Towards Ecologically Valid LLM Benchmarks: Understanding and Designing Domain-Centered Evaluations for Journalism Practitioners
Charlotte Li, Nick Hagar, Sachita Nishal, Jeremy Gilbert, Nick Diakopoulos
TL;DR
This work addresses the challenge of ecological and construct validity in large language model benchmarks by adopting a human-centered, domain-specific approach in journalism. Through a practitioner-led workshop with 23 journalists and a case study of an information-extraction task, the authors derive design guidelines and instantiate a modular benchmark cookbook that supports context-aware, value-driven evaluation while preserving professional judgment. Key contributions include (i) a set of design implications for values-driven metrics, task-context mapping, and modular benchmark design, and (ii) a practical notebook-based cookbook that can be adapted across newsrooms to foster ecologically valid evaluation.

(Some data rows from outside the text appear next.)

//! Payment order ids
//!
//! Orders for emblems are created by the shop as
//! `emblem_{emblemType}_{userId}_{timestamp}`. Emblem type slugs contain
//! underscores themselves, so the type is matched against the known slugs
//! and the timestamp is always the final segment; the user id is what lies
//! between them.

use std::fmt;

use super::kind::EmblemType;
use crate::types::{GatewayError, Result};

const ORDER_PREFIX: &str = "emblem";
const MIN_SEGMENTS: usize = 4;

/// A parsed emblem order id
#[derive(Debug, Clone, PartialEq, Eq)]
pub struct OrderRef {
    raw: String,
    pub emblem_type: EmblemType,
    pub user_id: String,
    /// Order creation time in milliseconds, as sent by the shop
    pub timestamp: String,
    pub timestamp_millis: i64,
}

impl OrderRef {
    pub fn parse(order_id: &str) -> Result<Self> {
        let invalid = |reason: &str| {
            GatewayError::InvalidOrderId(format!(
                "expected emblem_{{type}}_{{userId}}_{{timestamp}}, got '{}' ({})",
                order_id, reason
            ))
        };

        let segments: Vec<&str> = order_id.split('_').collect();
        if segments.len() < MIN_SEGMENTS {
            return Err(invalid("too few segments"));
        }
        if segments[0] != ORDER_PREFIX {
            return Err(invalid("missing emblem prefix"));
        }

        let rest = &order_id[ORDER_PREFIX.len() + 1..];
        let emblem_type = EmblemType::ALL
            .into_iter()
            .find(|t| {
                rest.strip_prefix(t.slug())
                    .is_some_and(|tail| tail.starts_with('_'))
            })
            .ok_or_else(|| invalid("unknown emblem type"))?;

        let tail = &rest[emblem_type.slug().len() + 1..];
        let (user_id, timestamp) = tail
            .rsplit_once('_')
            .ok_or_else(|| invalid("missing user id or timestamp"))?;

        if user_id.is_empty() {
            return Err(invalid("empty user id"));
        }
        let timestamp_millis = timestamp
            .parse::<i64>()
            .ok()
            .filter(|ms| *ms >= 0)
            .ok_or_else(|| invalid("timestamp is not a millisecond count"))?;

        Ok(Self {
            raw: order_id.to_string(),
            emblem_type,
            user_id: user_id.to_string(),
            timestamp: timestamp.to_string(),
            timestamp_millis,
        })
    }

    /// The order id exactly as received
    pub fn as_str(&self) -> &str {
        &self.raw
    }

    /// Deterministic id of the emblem minted for this order
    pub fn emblem_id(&self) -> String {
        format!("emblem_{}_{}", self.user_id, self.timestamp)
    }
}

impl fmt::Display for OrderRef {
    fn fmt(&self, f: &mut fmt::Formatter<'_>) -> fmt::Result {
        f.write_str(&self.raw)
    }
}

#[cfg(test)]
mod tests {
    use super::*;

    #[test]
    fn test_parse_valid_order() {
        let order = OrderRef::parse("emblem_lupul_intelepta_user123_1700000000000").unwrap();
        assert_eq!(order.emblem_type, EmblemType::LupulIntelepta);
        assert_eq!(order.user_id, "user123");
        assert_eq!(order.timestamp, "1700000000000");
        assert_eq!(order.timestamp_millis, 1_700_000_000_000);
        assert_eq!(order.emblem_id(), "emblem_user123_1700000000000");
        assert_eq!(order.as_str(), "emblem_lupul_intelepta_user123_1700000000000");
    }

    #[test]
    fn test_user_id_may_contain_underscores() {
        let order = OrderRef::parse("emblem_corbul_mistic_ana_maria_42").unwrap();
        assert_eq!(order.emblem_type, EmblemType::CorbulMistic);
        assert_eq!(order.user_id, "ana_maria");
        assert_eq!(order.emblem_id(), "emblem_ana_maria_42");
    }

    #[test]
    fn test_rejects_wrong_prefix() {
        let err = OrderRef::parse("notemblem_x_y_z").unwrap_err();
        assert!(matches!(err, GatewayError::InvalidOrderId(_)));
        assert!(err.to_string().contains("Invalid orderId format"));
    }

    #[test]
    fn test_rejects_too_few_segments() {
        assert!(OrderRef::parse("emblem_x_y").is_err());
        assert!(OrderRef::parse("").is_err());
    }

    #[test]
    fn test_rejects_unknown_type() {
        let err = OrderRef::parse("emblem_dragonul_vechi_user1_1700000000000").unwrap_err();
        assert!(err.to_string().contains("unknown emblem type"));
    }

    #[test]
    fn test_rejects_bad_tail() {
        // type matched but nothing left for user id
        assert!(OrderRef::parse("emblem_gardianul_wellness__1700000000000").is_err());
        // non-numeric timestamp
        assert!(OrderRef::parse("emblem_gardianul_wellness_u1_soon").is_err());
        // type with no tail at all
        assert!(OrderRef::parse("emblem_cautatorul_lumina_x").is_err());
    }
}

The work demonstrates how domain practitioners can shape benchmarking to reflect real-world use, potentially generalizing to other professional domains amid ongoing debates about benchmark utility and validity.
Abstract
Benchmarks play a significant role in how researchers and the public understand generative AI systems. However, the widespread use of benchmark scores to communicate about model capabilities has led to criticisms of validity, especially whether benchmarks test what they claim to test (i.e. construct validity) and whether benchmark evaluations are representative of how models are used in the wild (i.e. ecological validity). In this work we explore how to create an LLM benchmark that addresses these issues by taking a human-centered approach. We focus on designing a domain-oriented benchmark for journalism practitioners, drawing on insights from a workshop of 23 journalism professionals. Our workshop findings surface specific challenges that inform benchmark design opportunities, which we instantiate in a case study that addresses underlying criticisms and specific domain concerns. Through our findings and design case study, this work provides design guidance for developing benchmarks that are better tuned to specific domains.